Other than an ornately carved mahogany bed with tall posts covered in white linen curtains fo
r privacy, the place doesn’t look lived in. Brooke Beck didn’t have any of the usual family portraits or graduation pictures.
The word slut is written on the mirror in blood.
“She hosted a party here on Tuesday night. She was last seen by her friend Jessa Dante around midnight. When the apartment started to smell, the neighbor called the super, who notified the police; we entered through the ground terrace. He had to have a certain degree of skill to pull off incisions like that. None of the adjacent organs are damaged.”
“Any family?” Harper asks.
“Estranged from the mother. Father was never in the picture. The neighbor says her boyfriend had a very possessive streak and that she was trying to break up with him,” Belle says.
Belle takes out an evidence bag and hands it to Harper. It contains a dark-brown pod, about an inch long, rounded ends, rough but also shiny and polished on top, with a scar along the edges and a hole drilled in the center.

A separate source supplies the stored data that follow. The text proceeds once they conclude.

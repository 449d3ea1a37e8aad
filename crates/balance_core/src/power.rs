// Power formulas per variant family
//
// Dodge:  (dodges^2 / (collisions + 1)) * multiplier, with 0 collisions
// Snake:  ((length^3 * 5) / time) * multiplier, time = length * 2
// Memory: ((pairs^2 * (pairs + 1) * 50) / time) * multiplier, time = pairs * 2.5

use crate::config::GameFamily;
use crate::variant::Variant;

/// Clone multiplier shared by all three formulas: the baseline and the
/// first clone score unscaled, later clones scale linearly by their own
/// index.
pub fn clone_multiplier(clone_index: u32) -> u32 {
    if clone_index <= 1 {
        1
    } else {
        clone_index
    }
}

impl GameFamily {
    /// Synthetic power score for one variant of this family.
    ///
    /// Missing win parameters fall back to the family default.
    pub fn power(&self, variant: &Variant) -> u64 {
        let multiplier = f64::from(clone_multiplier(variant.clone_index));
        let base = match self {
            GameFamily::Dodge => {
                let limit = f64::from(
                    variant.victory_limit.unwrap_or_else(|| self.default_win_value()),
                );
                limit * limit
            }
            GameFamily::Snake => {
                let limit = f64::from(
                    variant.victory_limit.unwrap_or_else(|| self.default_win_value()),
                );
                let time = limit * 2.0; // 2 seconds per food
                limit.powi(3) * 5.0 / time
            }
            GameFamily::MemoryMatch => {
                let cards = f64::from(
                    variant.card_count.unwrap_or_else(|| self.default_win_value()),
                );
                let pairs = cards / 2.0;
                let time = pairs * 2.5; // 2.5 seconds per pair
                pairs * pairs * (pairs + 1.0) * 50.0 / time
            }
        };
        // NaN from a zero win value saturates to 0 here
        (base * multiplier).floor() as u64
    }
}
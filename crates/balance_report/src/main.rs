//! Balance report CLI
//!
//! Prints the cost/power/ratio tables for the Dodge, Snake and Memory
//! Match variant files plus a cross-game comparison.

use anyhow::Result;
use balance_core::GameFamily;
use balance_report::report::{self, FamilySummary};
use clap::Parser;
use std::io::{self, Write};
use std::path::PathBuf;

#[derive(Parser)]
#[command(name = "balance_report")]
#[command(about = "Print balance tables for minigame variant families", long_about = None)]
struct Cli {
    /// Directory holding the per-family variant JSON files
    #[arg(long, default_value = "assets/data/variants")]
    data_dir: PathBuf,
}

fn main() -> Result<()> {
    env_logger::init();
    let cli = Cli::parse();

    let stdout = io::stdout();
    let mut out = stdout.lock();

    report::write_preamble(&mut out)?;

    let mut summaries = Vec::new();
    for family in GameFamily::ALL {
        let path = cli.data_dir.join(family.data_file());
        let variants = balance_report::load_variants(&path, family)?;
        let outcomes = report::analyze_family(&mut out, family, &variants)?;
        summaries.push(FamilySummary::from_outcomes(family, &outcomes));
    }

    report::write_cross_game_summary(&mut out, &summaries)?;
    out.flush()?;

    Ok(())
}
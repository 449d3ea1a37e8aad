// Clone cost model

/// Cost of purchasing the `clone_index`-th copy in a variant family.
///
/// The baseline (index 0) is always bought at face value. Clones pay
/// `floor(base_cost * clone_index^exponent)`.
pub fn clone_cost(base_cost: u32, clone_index: u32, exponent: f64) -> u64 {
    if clone_index == 0 {
        return u64::from(base_cost);
    }
    (f64::from(base_cost) * f64::from(clone_index).powf(exponent)).floor() as u64
}
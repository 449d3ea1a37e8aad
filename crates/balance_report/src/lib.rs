//! # balance_report - Balance Table Reporter
//!
//! Loads the per-family variant JSON files and prints Markdown-style
//! cost/power/ratio tables plus a cross-game comparison. The formulas
//! live in `balance_core`; this crate owns file IO and formatting.

pub mod report;

use anyhow::{Context, Result};
use balance_core::{GameFamily, Variant};
use std::fs;
use std::path::Path;

/// Load and validate one family's variant collection.
///
/// Order is preserved from the file: index 0 is the baseline variant.
pub fn load_variants(path: &Path, family: GameFamily) -> Result<Vec<Variant>> {
    let json_str = fs::read_to_string(path)
        .with_context(|| format!("Failed to read variant file: {}", path.display()))?;

    let variants: Vec<Variant> = serde_json::from_str(&json_str)
        .with_context(|| format!("Failed to parse variant JSON: {}", path.display()))?;

    for (index, variant) in variants.iter().enumerate() {
        variant.validate(family, index).with_context(|| {
            format!("Invalid {} record in {}", family.label(), path.display())
        })?;
    }

    log::debug!(
        "{}: loaded {} variants from {}",
        family.label(),
        variants.len(),
        path.display()
    );

    Ok(variants)
}
// Per-family economy configuration

/// Cost-curve constants for one variant family.
///
/// Costs grow super-linearly in the clone index (exponent 1.2-1.5) while
/// power for index >= 2 grows only linearly, so the power/cost ratio is
/// expected to fall as a family is cloned out. The reporter exists to
/// verify that empirically per data file.
#[derive(Debug, Clone, Copy, PartialEq)]
pub struct EconomyConfig {
    /// Cost of the baseline variant (clone index 0)
    pub base_cost: u32,
    /// Exponent applied to the clone index for clones
    pub cost_exponent: f64,
}

/// The three minigame variant families.
#[derive(Debug, Clone, Copy, PartialEq, Eq, Hash)]
pub enum GameFamily {
    Dodge,
    Snake,
    MemoryMatch,
}

impl GameFamily {
    /// Reporting order: Dodge, Snake, Memory Match.
    pub const ALL: [GameFamily; 3] = [
        GameFamily::Dodge,
        GameFamily::Snake,
        GameFamily::MemoryMatch,
    ];

    /// Display label
    pub fn label(&self) -> &'static str {
        match self {
            GameFamily::Dodge => "Dodge",
            GameFamily::Snake => "Snake",
            GameFamily::MemoryMatch => "Memory Match",
        }
    }

    /// Cost-curve constants for this family
    pub fn economy(&self) -> EconomyConfig {
        match self {
            GameFamily::Dodge => EconomyConfig {
                base_cost: 175,
                cost_exponent: 1.5,
            },
            GameFamily::Snake => EconomyConfig {
                base_cost: 150,
                cost_exponent: 1.5,
            },
            GameFamily::MemoryMatch => EconomyConfig {
                base_cost: 200,
                cost_exponent: 1.2,
            },
        }
    }

    /// Default win parameter when a record omits it (victory limit for
    /// Dodge/Snake, card count for Memory Match).
    pub fn default_win_value(&self) -> u32 {
        match self {
            GameFamily::Dodge => 30,
            GameFamily::Snake => 20,
            GameFamily::MemoryMatch => 12,
        }
    }

    /// Conventional file name under the variants data directory
    pub fn data_file(&self) -> &'static str {
        match self {
            GameFamily::Dodge => "dodge_variants.json",
            GameFamily::Snake => "snake_variants.json",
            GameFamily::MemoryMatch => "memory_match_variants.json",
        }
    }
}
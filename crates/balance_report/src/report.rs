// Markdown table reporting with head/tail sampling

use std::io::{self, Write};

use balance_core::{clone_cost, GameFamily, Variant};

/// Rows shown from the front of each collection.
const HEAD_ROWS: usize = 15;
/// Rows shown from the back when the collection overflows the head window.
const TAIL_ROWS: usize = 5;
/// Display width of the name column.
const NAME_WIDTH: usize = 20;

/// Derived balance numbers for one variant.
#[derive(Debug, Clone, Copy, PartialEq)]
pub struct VariantOutcome {
    pub cost: u64,
    pub power: u64,
    /// power / cost rounded to 2 decimals, 0 when cost is 0
    pub ratio: f64,
}

impl VariantOutcome {
    pub fn compute(family: GameFamily, variant: &Variant) -> Self {
        let economy = family.economy();
        let cost = clone_cost(economy.base_cost, variant.clone_index, economy.cost_exponent);
        let power = family.power(variant);
        let ratio = if cost > 0 {
            round2(power as f64 / cost as f64)
        } else {
            0.0
        };
        Self { cost, power, ratio }
    }
}

/// One family's sampled ratios, feeding the cross-game comparison.
#[derive(Debug, Clone, Copy)]
pub struct FamilySummary {
    pub family: GameFamily,
    pub first_ratio: f64,
    pub last_ratio: f64,
    pub average_ratio: f64,
}

impl FamilySummary {
    pub fn from_outcomes(family: GameFamily, outcomes: &[VariantOutcome]) -> Self {
        Self {
            family,
            first_ratio: outcomes.first().map_or(0.0, |o| o.ratio),
            last_ratio: outcomes.last().map_or(0.0, |o| o.ratio),
            average_ratio: average_ratio(outcomes),
        }
    }
}

fn round2(value: f64) -> f64 {
    (value * 100.0).round() / 100.0
}

fn average_ratio(outcomes: &[VariantOutcome]) -> f64 {
    if outcomes.is_empty() {
        return 0.0;
    }
    outcomes.iter().map(|o| o.ratio).sum::<f64>() / outcomes.len() as f64
}

/// Trend label comparing first and last sampled ratios. Ties count as
/// improving; only a strict drop is declining.
fn trend(first_ratio: f64, last_ratio: f64) -> &'static str {
    if first_ratio > last_ratio {
        "Declining"
    } else {
        "Improving"
    }
}

fn write_row<W: Write>(out: &mut W, variant: &Variant, outcome: &VariantOutcome) -> io::Result<()> {
    let name: String = variant.name.chars().take(NAME_WIDTH).collect();
    let win_info = variant
        .win_value()
        .map_or_else(|| "N/A".to_string(), |v| v.to_string());
    writeln!(
        out,
        "| {} | {} | {} | {} | {} | {:.2} |",
        variant.clone_index, name, win_info, outcome.cost, outcome.power, outcome.ratio
    )
}

/// Report header with the per-family power formulas.
pub fn write_preamble<W: Write>(out: &mut W) -> io::Result<()> {
    writeln!(out, "# Comprehensive Balance Analysis\n")?;
    writeln!(out, "**Formulas:**")?;
    writeln!(out, "- Dodge: `(dodges² / (collisions + 1)) × multiplier`")?;
    writeln!(out, "- Snake: `((length³ × 5) / time) × multiplier`")?;
    writeln!(
        out,
        "- Memory: `((matches² × (combo + 1) × 50) / time) × multiplier`\n"
    )
}

/// Print one family's balance table and return the sampled outcomes.
///
/// Head/tail sampling: the first `HEAD_ROWS` variants in file order, then,
/// when the collection is larger, one ellipsis row and the final
/// `TAIL_ROWS` (fewer when head and tail would overlap). The summary
/// statistics below the table cover exactly the sampled rows, not all N.
pub fn analyze_family<W: Write>(
    out: &mut W,
    family: GameFamily,
    variants: &[Variant],
) -> io::Result<Vec<VariantOutcome>> {
    let economy = family.economy();
    writeln!(out, "\n## {} Analysis\n", family.label())?;
    writeln!(
        out,
        "Base cost: {}, Exponent: {}\n",
        economy.base_cost, economy.cost_exponent
    )?;
    writeln!(out, "| Clone | Name | Victory/Cards | Cost | Power | Ratio |")?;
    writeln!(out, "|-------|------|---------------|------|-------|-------|")?;

    let mut outcomes = Vec::new();

    for variant in variants.iter().take(HEAD_ROWS) {
        let outcome = VariantOutcome::compute(family, variant);
        write_row(out, variant, &outcome)?;
        outcomes.push(outcome);
    }

    if variants.len() > HEAD_ROWS {
        writeln!(out, "| ... | ... | ... | ... | ... | ... |")?;
        let tail_start = variants.len().saturating_sub(TAIL_ROWS).max(HEAD_ROWS);
        for variant in &variants[tail_start..] {
            let outcome = VariantOutcome::compute(family, variant);
            write_row(out, variant, &outcome)?;
            outcomes.push(outcome);
        }
    }

    if let (Some(first), Some(last)) = (outcomes.first(), outcomes.last()) {
        writeln!(out, "\n**Average Ratio:** {:.2}", average_ratio(&outcomes))?;
        writeln!(out, "**First Variant Ratio:** {}", first.ratio)?;
        writeln!(out, "**Last Variant Ratio:** {}", last.ratio)?;
    }

    Ok(outcomes)
}

/// Print the cross-game comparison table.
pub fn write_cross_game_summary<W: Write>(
    out: &mut W,
    summaries: &[FamilySummary],
) -> io::Result<()> {
    writeln!(out, "\n\n## Cross-Game Comparison\n")?;
    writeln!(out, "| Game Type | First Ratio | Last Ratio | Average | Trend |")?;
    writeln!(out, "|-----------|-------------|------------|---------|-------|")?;
    for summary in summaries {
        writeln!(
            out,
            "| {} | {:.2} | {:.2} | {:.2} | {} |",
            summary.family.label(),
            summary.first_ratio,
            summary.last_ratio,
            summary.average_ratio,
            trend(summary.first_ratio, summary.last_ratio)
        )?;
    }
    Ok(())
}

#[cfg(test)]
mod tests {
    use super::*;

    fn dodge_variants(count: u32) -> Vec<Variant> {
        (0..count)
            .map(|i| Variant {
                name: format!("variant-{i:03}"),
                clone_index: i,
                victory_limit: Some(30 + 2 * i),
                card_count: None,
            })
            .collect()
    }

    fn render(family: GameFamily, variants: &[Variant]) -> (String, Vec<VariantOutcome>) {
        let mut buffer = Vec::new();
        let outcomes = analyze_family(&mut buffer, family, variants).unwrap();
        (String::from_utf8(buffer).unwrap(), outcomes)
    }

    #[test]
    fn baseline_dodge_row_matches_known_values() {
        let variants = vec![Variant {
            name: "Original Dodge".to_string(),
            clone_index: 0,
            victory_limit: Some(30),
            card_count: None,
        }];
        let (output, outcomes) = render(GameFamily::Dodge, &variants);
        assert!(output.contains("| 0 | Original Dodge | 30 | 175 | 900 | 5.14 |"));
        assert_eq!(outcomes[0].cost, 175);
        assert_eq!(outcomes[0].power, 900);
        assert_eq!(outcomes[0].ratio, 5.14);
    }

    #[test]
    fn memory_baseline_row_matches_known_values() {
        let variants = vec![Variant {
            name: "Classic Pairs".to_string(),
            clone_index: 0,
            victory_limit: None,
            card_count: Some(12),
        }];
        let (output, _) = render(GameFamily::MemoryMatch, &variants);
        assert!(output.contains("| 0 | Classic Pairs | 12 | 200 | 840 | 4.20 |"));
        // first/last summary lines print the stored (rounded) ratio raw
        assert!(output.contains("**First Variant Ratio:** 4.2\n"));
    }

    #[test]
    fn small_collection_has_no_ellipsis_row() {
        let (output, outcomes) = render(GameFamily::Dodge, &dodge_variants(15));
        assert!(!output.contains("| ... |"));
        assert_eq!(outcomes.len(), 15);
    }

    #[test]
    fn large_collection_samples_head_and_tail() {
        let (output, outcomes) = render(GameFamily::Dodge, &dodge_variants(23));
        assert!(output.contains("| ... | ... | ... | ... | ... | ... |"));
        // 15 head rows + 5 tail rows
        assert_eq!(outcomes.len(), 20);
        // head ends at 14, tail restarts at 18
        assert!(output.contains("variant-014"));
        assert!(!output.contains("variant-015"));
        assert!(!output.contains("variant-017"));
        assert!(output.contains("variant-018"));
        assert!(output.contains("variant-022"));
    }

    #[test]
    fn overlapping_tail_is_not_duplicated() {
        // 15 < N <= 20: tail starts right after the head window
        let (output, outcomes) = render(GameFamily::Dodge, &dodge_variants(18));
        assert_eq!(outcomes.len(), 18);
        for i in 0..18 {
            let needle = format!("variant-{i:03}");
            assert_eq!(output.matches(&needle).count(), 1, "{needle}");
        }
    }

    #[test]
    fn average_covers_only_the_sampled_rows() {
        let variants = dodge_variants(23);
        let (output, outcomes) = render(GameFamily::Dodge, &variants);
        assert_eq!(outcomes.len(), 20);
        let expected = outcomes.iter().map(|o| o.ratio).sum::<f64>() / 20.0;
        assert!(output.contains(&format!("**Average Ratio:** {expected:.2}")));
    }

    #[test]
    fn long_names_are_truncated_for_display() {
        let variants = vec![Variant {
            name: "An Extremely Long Variant Name".to_string(),
            clone_index: 0,
            victory_limit: Some(30),
            card_count: None,
        }];
        let (output, _) = render(GameFamily::Dodge, &variants);
        assert!(output.contains("| An Extremely Long Va |"));
        assert!(!output.contains("An Extremely Long Variant Name"));
    }

    #[test]
    fn empty_collection_prints_no_summary_lines() {
        let (output, outcomes) = render(GameFamily::Snake, &[]);
        assert!(outcomes.is_empty());
        assert!(!output.contains("Average Ratio"));
    }

    #[test]
    fn equal_first_and_last_ratios_report_improving() {
        let summary = FamilySummary {
            family: GameFamily::Snake,
            first_ratio: 2.0,
            last_ratio: 2.0,
            average_ratio: 2.0,
        };
        let mut buffer = Vec::new();
        write_cross_game_summary(&mut buffer, &[summary]).unwrap();
        let output = String::from_utf8(buffer).unwrap();
        assert!(output.contains("| Snake | 2.00 | 2.00 | 2.00 | Improving |"));
    }

    #[test]
    fn strictly_falling_ratio_reports_declining() {
        let summary = FamilySummary {
            family: GameFamily::Dodge,
            first_ratio: 5.14,
            last_ratio: 3.02,
            average_ratio: 4.1,
        };
        let mut buffer = Vec::new();
        write_cross_game_summary(&mut buffer, &[summary]).unwrap();
        let output = String::from_utf8(buffer).unwrap();
        assert!(output.contains("| Dodge | 5.14 | 3.02 | 4.10 | Declining |"));
    }

    #[test]
    fn summary_of_no_outcomes_is_all_zeroes() {
        let summary = FamilySummary::from_outcomes(GameFamily::Dodge, &[]);
        assert_eq!(summary.first_ratio, 0.0);
        assert_eq!(summary.last_ratio, 0.0);
        assert_eq!(summary.average_ratio, 0.0);
    }
}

“Looks like some sort of spice,” Harper says as he watches them place the remains of Brooke Burke into the plastic body bag.
“Someone really wants us to think this is a ritual killing. It almost feels staged.”
Outside the brownstone, a crowd has formed, along with the television crew and a few locals posing for the cameras. Belle would deliver the usual vague information and half-truths for the obscene amount of coverage that Brooke Beck’s case would get on the local news the next day, about a white girl brutally slain in Harlem the night before.
“Let’s set up a candlelight vigil outside with surveillance and a press conference. ID everyone that comes through here, and offer a reward to anyone who can get us information on the boyfriend.” Harper scans the gruesome scene and takes it all in. “Anything else I need to know?”
“Her Facebook page says she’s bisexual. Sounds like Jessa Dante was her roommate and lover until a few months ago, when she moved out.”
“Okay. You handle Jessa,” Harper says.
They head out and back down the stairs.
“Sure. Say, you wanna grab some pizza real quick?” Belle says.